Tidak ada agama sesat. Yang ada adalah kurang pas. Jika ada yang kurang pas, maka yang pas itu ada. Bisa kurang pas karena berasal dari katanya, kata orang, kata kitab suci. Sekarang ini yang disebut Tuhan itu diam saja. Ini perlu dipertanyakan, dan pahamilah sebenarnya yang dimaksud dengan Tuhan itu apa?
Agama yang benar atau yang paling benar itu ada. Namun memeluk agama apapun itu baik-baik saja asalkan berperilaku baik, jika tidak maka akan menjadi percuma memeluk agama. Ada baiknya mempelajari agama lain sampai paham benar kalau belum mengerti. Ulangi, sampai paham benar, jangan hanya persepsi sendiri. Adakan diskusi tanya jawab sampai puas untuk mencari tahu secara tulus bukan didasari kebencian tentang ajaran agama lain. Setelah diperoleh pemahaman paling dalam, barulah menyikapinya (memilih agama), atau memaklumi agama lain & tidak membencinya. Setelah didiskusikan, nanti akan kelihatan mana agama yang kurang pas & mana yang logis, meskipun itu menurut penilaian masing-masing orang. Sekali lagi ini memang teori, prakteknya adalah hal yang mustahil, namun teori apapun itu tidak ada salahnya disampaikan.
Tanya jawab (diskusi) agama sebaiknya memang dilakukan oleh tokoh atau tokoh-tokoh agama (masing-masing kubu maksimum tiga tokoh), yang sudah pasti ahli atau menguasai dengan baik seluk beluk agamanya, yang telah menguasai dengan baik ajaran agamanya teori & prkatek. Diskusi dilakukan oleh dua agama yang berbeda, dan dilakukan misalnya di acara televisi, supaya bisa ditonton (disaksikan) oleh jutaan orang. Namun harus diingat, semua pihak termasuk moderator pada setiap kesempatan harus menyampaikan permohonan kepada penonton televisi agar tetap tenang, tidak terpancing emosi, dan semua pihak harus bisa menunjukkan diskusi yang damai. Diskusi ini dimaksudkan untuk pendidikan kepada masyarakat banyak. Dan masyarakat akan bisa tahu (bisa menilai) siapa-siapa pembicara yang mumpuni, yang agak emosi, dan sebagainya. Sedikit banyak perilaku mereka dalam berdiskusi, atau melakukan tanya jawab, sedikit banyak bisa mencerminkan seperti apa ajaran agamanya, atau tepatnya seperti apa karakter pemeluk agama yang bersangkutan.

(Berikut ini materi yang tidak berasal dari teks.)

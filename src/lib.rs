pub mod check;
pub mod config;
pub mod engine;
pub mod equality;
pub mod i18n;
pub mod registry;
pub mod report;
pub mod session;
pub mod source;
pub mod types;

// Re-export the localization macros
pub use crate::i18n::{t, t_with_args};
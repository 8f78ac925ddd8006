use crate::check::ConsistencyReport;
use crate::equality::canonical_string;
use crate::types::{BatchReport, CaseResult, Got, SuiteResult};
use crate::{t, t_args};
use colored::Colorize;
use serde_json::Value;
use std::collections::BTreeSet;

#[derive(Debug, Clone, Copy, Default, PartialEq, Eq)]
pub enum OutputKind {
    #[default]
    Normal,
    Terse,
    Json,
}

#[derive(Debug, Clone, Copy, Default)]
pub struct ReportOptions {
    pub kind: OutputKind,
    pub hide_passes: bool,
    pub hide_fails: bool,
}

/// Renders a call the way it would be written: `fib(4)`.
pub fn render_invocation(name: &str, input: &[Value]) -> String {
    let args: Vec<String> = input.iter().map(canonical_string).collect();
    format!("{name}({})", args.join(", "))
}

fn render_got(got: &Got) -> String {
    match got {
        Got::Value(v) => canonical_string(v),
        Got::Error(e) => e.clone(),
    }
}

pub fn render(report: &BatchReport, opts: ReportOptions) -> String {
    match opts.kind {
        OutputKind::Json => render_json(report),
        OutputKind::Normal | OutputKind::Terse => render_human(report, opts),
    }
}

pub fn render_json(report: &BatchReport) -> String {
    serde_json::to_string_pretty(report).unwrap_or_else(|e| format!("{{\"error\": \"{e}\"}}"))
}

pub fn render_human(report: &BatchReport, opts: ReportOptions) -> String {
    let mut out = String::new();
    for suite in &report.tested {
        out.push_str(&render_suite(suite, opts));
    }
    for name in &report.missing {
        out.push_str(&format!(
            "{}\n",
            t_args!("report-missing", "name" => name).yellow()
        ));
    }
    let failed = report.failed_cases();
    out.push_str(&t_args!("report-totals",
        "total" => report.total_cases(),
        "passed" => report.passed_cases().to_string().green(),
        "failed" => if failed > 0 {
            failed.to_string().red().bold().to_string()
        } else {
            failed.to_string().green().to_string()
        },
        "missing" => report.missing.len()
    ));
    out.push('\n');
    out
}

fn render_suite(suite: &SuiteResult, opts: ReportOptions) -> String {
    let mut out = String::new();
    let line = t_args!("report-cases-passed",
        "passed" => suite.passed,
        "total" => suite.total
    );
    if opts.kind == OutputKind::Terse {
        let line = format!("{}: {line}", suite.name);
        let line = if suite.passed == suite.total {
            line.green()
        } else {
            line.red()
        };
        out.push_str(&format!("{line}\n"));
        return out;
    }

    out.push_str(&format!("{}\n", suite.name.bold().underline()));
    for case in &suite.results {
        if (case.passed && opts.hide_passes) || (!case.passed && opts.hide_fails) {
            continue;
        }
        out.push_str(&render_case(&suite.name, case));
    }
    out.push_str(&format!("{line}\n"));
    out
}

fn render_case(name: &str, case: &CaseResult) -> String {
    let call = render_invocation(name, &case.input);
    if case.passed {
        return format!("{} {}\n", "[OK]".green().bold(), call.green());
    }
    let mut out = format!("{} {}\n", "[FAIL]".red().bold(), call.red().bold());
    let label = match case.got {
        Got::Value(_) => t!("report-got"),
        Got::Error(_) => t!("report-error"),
    };
    out.push_str(&format!(
        "  {} {}\n",
        format!("{label:<9}:").bold(),
        render_got(&case.got)
    ));
    out.push_str(&format!(
        "  {} {}\n",
        format!("{:<9}:", t!("report-expected")).bold(),
        canonical_string(&case.expected)
    ));
    out
}

pub fn render_consistency(report: &ConsistencyReport) -> String {
    fn names(set: &BTreeSet<String>) -> String {
        set.iter().cloned().collect::<Vec<_>>().join(", ")
    }
    let mut lines = Vec::new();
    if report.sets_without_problems.is_empty() && report.unused_problem_sets.is_empty() {
        lines.push(t_args!("check-all-sets", "count" => report.set_count));
    } else {
        if !report.sets_without_problems.is_empty() {
            lines.push(t_args!("check-sets-without-problems",
                "names" => names(&report.sets_without_problems)));
        }
        if !report.unused_problem_sets.is_empty() {
            lines.push(t_args!("check-unused-sets",
                "names" => names(&report.unused_problem_sets)));
        }
    }
    if report.only_in_problem_sets.is_empty() && report.only_in_tests.is_empty() {
        lines.push(t_args!("check-all-tests", "count" => report.test_count));
    } else {
        if !report.only_in_problem_sets.is_empty() {
            lines.push(t_args!("check-only-in-problems",
                "names" => names(&report.only_in_problem_sets)));
        }
        if !report.only_in_tests.is_empty() {
            lines.push(t_args!("check-only-in-tests",
                "names" => names(&report.only_in_tests)));
        }
    }
    let mut out = lines.join("\n");
    out.push('\n');
    out
}

pub fn print_human(report: &BatchReport, opts: ReportOptions) {
    print!("{}", render(report, opts));
}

Di lain waktu dilakukan lagi diskusi (tanya jawab) dengan agama yang berbeda lagi, sampai semua agama (di Indonesia ada enam agama yang diakui secara resmi) bisa berkontribusi dalam diskusi yang dikamsud. Sekali lagi ini adalah teori, prakteknya adalah hal yang mustahil, namun teori apapun itu bisa saja disampaikan.
Pasti ada agama yang tidak bersedia berdiskusi, karena merasa tidak berkepentingan, merasa tidak mempunyai masalah apapun dengan agama lain, memaklumi bahwa dunia memang adanya seperti itu. Kecuali jika tokohnya diminta untuk membabarkan ajaran agamanya, tentu bersedia, bahkan bersedia membabarkan ajaran agamanya secara lengkap & bersedia menjawab pertanyaan apapun itu sampai puas bagi yang belum memahami atas apa yang dibabarkan. Tanya jawab, diskusi atau pembabaran ajaran agama ini dimaksudkan untuk memberikan pemahaman yang benar kepada masyarakat banyak, terutama kepada pemeluk agama lain, dengan tujuan untuk mengurangi perseteruan agama, karena masing-masing bisa memaklumi & menerima apa yang diyakini oleh orang lain.
Sekarang ini ada bentrokan agama karena masing-masing membenarkan ajaran agama sendiri, yang lain salah & perlu dibuat benar, atau perlu dihilangkan. Mereka itu melihat sesuatu itu dengan memakai kacamata berwarna masing-masing, yang berbeda-beda warna, mestinya tidak memakai kacamata, agar yang dilihat adalah hal-hal yang sebenarnya, apa adanya, tidak terhalang (tertutupi) oleh warna-warna tertentu.